Testosterone enanthate is a modified sort of testosterone.
The half-life of testosterone enanthate about 8 days after injection.
Side Effects (Estrogenic):
Testosterone is promptly aromatised in the body to estradiol (estrogen). The aromatase (estrogen synthetase) enzyme is liable for this metabolic process of testosterone. Raised estrogen levels could induce side effects specified raised water retention, body fat gain, and gynecomastia.
An anti-estrogen such as Clomid or tamoxifen citrate may represent required to prevent estrogenic side effects.
Side Effects (Androgenic):
Testosterone is the basal male androgen, liable junior upholding secondary male sexual characteristics. Raised rank of testosterone are likely to make androgenic side effects involving oily skin, acne, and body/facial hair growth.
Side Effects (Hepatotoxicity):
Testosterone doesnt have hepatotoxic effects; liver toxicity is unlikely.

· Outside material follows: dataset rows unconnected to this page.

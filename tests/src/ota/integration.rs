use hgota_common::cancel::CancelToken;
use hgota_common::config::{AckPolicy, FlashConfig};
use hgota_common::error::OtaError;
use hgota_core::network::mock::{self, MockLink, MockOpener};
use hgota_core::ota::{NullProgress, OtaTransfer, TransferSummary};
use hgota_protocols::{ack, chunk, ethernet};
use pnet::packet::Packet;

use crate::utils::{DEVICE, DEVICE_STR, HOST, adapter, firmware, flash_cfg, sent_chunks};

fn opener_with(link: &MockLink) -> MockOpener {
    let opener = MockOpener::new();
    opener.add("eth0", link.clone());
    opener
}

fn flash(link: &MockLink, cfg: FlashConfig, image: &[u8]) -> Result<TransferSummary, OtaError> {
    let opener = opener_with(link);
    OtaTransfer::new(&opener, cfg, CancelToken::new()).run(
        &adapter("eth0", 2, Some(HOST)),
        DEVICE_STR,
        image,
        &mut NullProgress,
    )
}

/// Replies to the first data frame with `first`, then acks normally.
fn first_reply_then_ack(first: Vec<u8>) -> mock::Responder {
    let mut acker = mock::ack_responder(DEVICE);
    let mut first = Some(first);
    Box::new(move |frame: &[u8]| -> Vec<Vec<u8>> {
        match first.take() {
            Some(payload) => ethernet::create_frame(DEVICE, HOST, &payload).into_iter().collect(),
            None => acker(frame),
        }
    })
}

#[test]
fn three_chunks_for_3000_bytes() {
    let link = MockLink::with_responder(mock::ack_responder(DEVICE));

    let summary = flash(&link, flash_cfg(10), &firmware(3000)).unwrap();

    let chunks = sent_chunks(&link);
    let offsets: Vec<u32> = chunks.iter().map(|c| c.offset).collect();
    let lens: Vec<u16> = chunks.iter().map(|c| c.chunk_len).collect();
    assert_eq!(offsets, vec![0, 1400, 2800]);
    assert_eq!(lens, vec![1400, 1400, 200]);
    assert!(chunks.iter().all(|c| c.total == 3000 && c.image_id == chunk::IMAGE_ID));
    assert_eq!(summary.chunks, 3);
    assert_eq!(summary.frames_sent, 3);
    assert_eq!(summary.total, 3000);
}

#[test]
fn short_ack_counts_as_timeout_and_triggers_resend() {
    let mut short = ack::encode(&chunk::encode(&firmware(3000), 0, 1400).unwrap().descriptor);
    short.truncate(20);
    let link = MockLink::with_responder(first_reply_then_ack(short));

    let summary = flash(&link, flash_cfg(10), &firmware(3000)).unwrap();

    let offsets: Vec<u32> = sent_chunks(&link).iter().map(|c| c.offset).collect();
    assert_eq!(offsets, vec![0, 0, 1400, 2800]);
    assert_eq!(summary.frames_sent, 4);
    assert_eq!(summary.chunks, 3);
}

#[test]
fn malformed_device_address_sends_nothing() {
    let link = MockLink::with_responder(mock::ack_responder(DEVICE));
    let opener = opener_with(&link);

    let err = OtaTransfer::new(&opener, flash_cfg(10), CancelToken::new())
        .run(&adapter("eth0", 2, Some(HOST)), "AA:BB:CC", &firmware(3000), &mut NullProgress)
        .unwrap_err();

    assert!(matches!(err, OtaError::Format(_)), "got {err:?}");
    assert!(link.sent().is_empty());
}

#[test]
fn silent_device_exhausts_retries_on_first_chunk() {
    let link = MockLink::new();

    let err = flash(&link, flash_cfg(3), &firmware(3000)).unwrap_err();

    assert!(
        matches!(err, OtaError::TransferFailed { offset: 0, attempts: 3 }),
        "got {err:?}"
    );
    assert_eq!(err.failed_offset(), Some(0));
    let offsets: Vec<u32> = sent_chunks(&link).iter().map(|c| c.offset).collect();
    assert_eq!(offsets, vec![0, 0, 0]);
}

#[test]
fn duplicate_ack_does_not_confirm_the_next_chunk() {
    let mut acker = mock::ack_responder(DEVICE);
    let mut answered = false;
    let link = MockLink::with_responder(Box::new(move |frame: &[u8]| -> Vec<Vec<u8>> {
        if answered {
            return Vec::new();
        }
        answered = true;
        let mut acks = acker(frame);
        acks.extend(acks.clone());
        acks
    }));

    let err = flash(&link, flash_cfg(3), &firmware(2800)).unwrap_err();

    assert!(
        matches!(err, OtaError::TransferFailed { offset: 1400, attempts: 3 }),
        "got {err:?}"
    );
    let offsets: Vec<u32> = sent_chunks(&link).iter().map(|c| c.offset).collect();
    assert_eq!(offsets, vec![0, 1400, 1400, 1400]);
}

#[test]
fn overlapping_step_resends_the_tail_of_each_chunk() {
    let link = MockLink::with_responder(mock::ack_responder(DEVICE));
    let cfg = FlashConfig {
        step: Some(1000),
        ..flash_cfg(10)
    };

    flash(&link, cfg, &firmware(3000)).unwrap();

    let chunks = sent_chunks(&link);
    let offsets: Vec<u32> = chunks.iter().map(|c| c.offset).collect();
    let lens: Vec<u16> = chunks.iter().map(|c| c.chunk_len).collect();
    assert_eq!(offsets, vec![0, 1000, 2000]);
    assert_eq!(lens, vec![1400, 1400, 1000]);
}

#[test]
fn device_reassembles_the_image() {
    let image = firmware(2801);
    let link = MockLink::with_responder(mock::ack_responder(DEVICE));

    flash(&link, flash_cfg(10), &image).unwrap();

    let mut rebuilt: Vec<u8> = Vec::new();
    for frame in link.sent() {
        let eth = ethernet::get_packet_from_u8(&frame).unwrap();
        assert_eq!(eth.get_source(), HOST);
        assert_eq!(eth.get_destination(), DEVICE);
        let (descriptor, bytes) = chunk::decode(eth.payload()).unwrap();
        assert_eq!(descriptor.offset as usize, rebuilt.len());
        rebuilt.extend(bytes);
    }
    assert_eq!(rebuilt, image);
}

#[test]
fn single_byte_final_chunk_packs_into_first_word() {
    let image = firmware(1401);
    let link = MockLink::with_responder(mock::ack_responder(DEVICE));

    flash(&link, flash_cfg(10), &image).unwrap();

    let last = link.sent().last().cloned().unwrap();
    let eth = ethernet::get_packet_from_u8(&last).unwrap();
    let (descriptor, _) = chunk::decode(eth.payload()).unwrap();
    assert_eq!(descriptor.chunk_len, 1);
    assert_eq!(descriptor.first_word, u16::from(image[1400]) << 8);
    assert_eq!(eth.payload().len(), chunk::CHUNK_HEADER_LEN + chunk::PAD_LEN);
}

#[test]
fn strict_policy_rejects_ack_with_wrong_checksum() {
    let image = firmware(1000);
    let mut descriptor = chunk::encode(&image, 0, 1000).unwrap().descriptor;
    descriptor.checksum ^= 0xffff;
    let bad_ack = ack::encode(&descriptor);

    let strict = FlashConfig {
        ack_policy: AckPolicy::Strict,
        ..flash_cfg(2)
    };
    let link = MockLink::with_responder(Box::new(move |_frame: &[u8]| -> Vec<Vec<u8>> {
        ethernet::create_frame(DEVICE, HOST, &bad_ack).into_iter().collect()
    }));
    let err = flash(&link, strict, &image).unwrap_err();
    assert!(matches!(err, OtaError::TransferFailed { offset: 0, attempts: 2 }), "got {err:?}");

    let bad_ack = ack::encode(&descriptor);
    let link = MockLink::with_responder(Box::new(move |_frame: &[u8]| -> Vec<Vec<u8>> {
        ethernet::create_frame(DEVICE, HOST, &bad_ack).into_iter().collect()
    }));
    let summary = flash(&link, flash_cfg(2), &image).unwrap();
    assert_eq!(summary.chunks, 1);
}

#[test]
fn progress_is_reported_after_every_chunk() {
    let link = MockLink::with_responder(mock::ack_responder(DEVICE));
    let opener = opener_with(&link);
    let mut seen: Vec<(usize, usize)> = Vec::new();
    let mut observer = |done: usize, total: usize, _bytes_per_sec: f64| seen.push((done, total));

    OtaTransfer::new(&opener, flash_cfg(10), CancelToken::new())
        .run(&adapter("eth0", 2, Some(HOST)), DEVICE_STR, &firmware(3000), &mut observer)
        .unwrap();

    assert_eq!(seen, vec![(1400, 3000), (2800, 3000), (3000, 3000)]);
}

#[test]
fn cancel_mid_transfer_stops_at_next_chunk() {
    let cancel = CancelToken::new();
    let trip = cancel.clone();
    let mut acker = mock::ack_responder(DEVICE);
    let link = MockLink::with_responder(Box::new(move |frame: &[u8]| -> Vec<Vec<u8>> {
        trip.cancel();
        acker(frame)
    }));
    let opener = opener_with(&link);

    let err = OtaTransfer::new(&opener, flash_cfg(10), cancel)
        .run(&adapter("eth0", 2, Some(HOST)), DEVICE_STR, &firmware(3000), &mut NullProgress)
        .unwrap_err();

    assert!(matches!(err, OtaError::Cancelled { .. }), "got {err:?}");
    assert!(sent_chunks(&link).iter().all(|c| c.offset == 0));
}

#[test]
fn empty_image_completes_without_traffic() {
    let link = MockLink::new();

    let summary = flash(&link, flash_cfg(10), &[]).unwrap();

    assert_eq!(summary.chunks, 0);
    assert!(link.sent().is_empty());
}
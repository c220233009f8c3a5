//! # OTA Transfer Engine
//!
//! Stop-and-wait firmware push: one chunk in flight, each chunk resent until
//! the device acknowledges it or the retry budget runs out. A failed chunk
//! aborts the whole session; the next session starts again at offset 0.
//!
//! All input checks run before the raw channel is opened, so a bad device
//! address or configuration never puts a frame on the wire.

use std::time::Duration;

use hgota_common::cancel::CancelToken;
use hgota_common::config::FlashConfig;
use hgota_common::error::OtaError;
use hgota_common::network::interface::Adapter;
use hgota_common::network::mac;

use crate::network::channel::LinkOpener;

pub mod progress;
mod session;

pub use progress::{NullProgress, ProgressObserver, TracingProgress};

use session::TransferSession;

/// What a completed session did.
#[derive(Debug, Clone, PartialEq)]
pub struct TransferSummary {
    pub total: usize,
    /// Acknowledged chunks.
    pub chunks: usize,
    /// Frames put on the wire, resends included.
    pub frames_sent: usize,
    pub elapsed: Duration,
}

pub struct OtaTransfer<'a> {
    opener: &'a dyn LinkOpener,
    cfg: FlashConfig,
    cancel: CancelToken,
}

impl<'a> OtaTransfer<'a> {
    pub fn new(opener: &'a dyn LinkOpener, cfg: FlashConfig, cancel: CancelToken) -> Self {
        Self { opener, cfg, cancel }
    }

    /// Pushes `firmware` to the device at `device_address` through `adapter`.
    ///
    /// # Errors
    /// * [`OtaError::Format`] for a malformed address or configuration.
    /// * [`OtaError::AdapterUnusable`] when the adapter has no hardware address.
    /// * [`OtaError::Link`] when the channel cannot be opened or a send fails.
    /// * [`OtaError::TransferFailed`] when a chunk exhausts its retries.
    /// * [`OtaError::Cancelled`] when the cancel token trips mid-session.
    pub fn run(
        &self,
        adapter: &Adapter,
        device_address: &str,
        firmware: &[u8],
        progress: &mut dyn ProgressObserver,
    ) -> Result<TransferSummary, OtaError> {
        self.cfg.validate()?;
        let device_mac = mac::parse_mac(device_address)?;
        if u32::try_from(firmware.len()).is_err() {
            return Err(OtaError::format("firmware larger than 4 GiB"));
        }
        let host_mac = adapter.hardware_addr()?;

        let link = self
            .opener
            .open(adapter)
            .map_err(|e| OtaError::link(&adapter.display_name, e))?;

        let session = TransferSession {
            adapter: &adapter.display_name,
            device_mac,
            host_mac,
            firmware,
            cfg: &self.cfg,
            cancel: &self.cancel,
            link,
        };
        session.run(progress)
    }
}

// ╔════════════════════════════════════════════╗
// ║ ████████╗███████╗███████╗████████╗███████╗ ║
// ║ ╚══██╔══╝██╔════╝██╔════╝╚══██╔══╝██╔════╝ ║
// ║    ██║   █████╗  ███████╗   ██║   ███████╗ ║
// ║    ██║   ██╔══╝  ╚════██║   ██║   ╚════██║ ║
// ║    ██║   ███████╗███████║   ██║   ███████║ ║
// ║    ╚═╝   ╚══════╝╚══════╝   ╚═╝   ╚══════╝ ║
// ╚════════════════════════════════════════════╝
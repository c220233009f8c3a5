//! End-to-end scenarios run against in-memory links.

#[cfg(test)]
mod discovery;
#[cfg(test)]
mod ota;
#[cfg(test)]
mod utils;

Testosterone, like many anabolic steroids, was classified as a controlled substance in 1991. Testosterone is administered parenterally in normal and delayed-release (depot) forms. In September 1995, the FDA approved testosterone transdermal patches (Androderm), and many transdermal forms and brands are now available including implants, gels, and topical solutions. A testosterone buccal system, Striant, was FDA-approved in July 2003; Striant is a mucoadhesive product that adheres to the buccal mucosa and provides a controlled and sustained release of testosterone. In May 2014, the FDA approved an intranasal gel formulation of testosterone (Natesto). A transdermal patch (Intrinsa) for hormone replacement in women is under investigation; the daily dosages used in women are much lower than for products used in males. The FDA refused approval for Intrinsa in 2004 stating that more data regarding safety, especially in relation to cardiovascular and breast health, were required.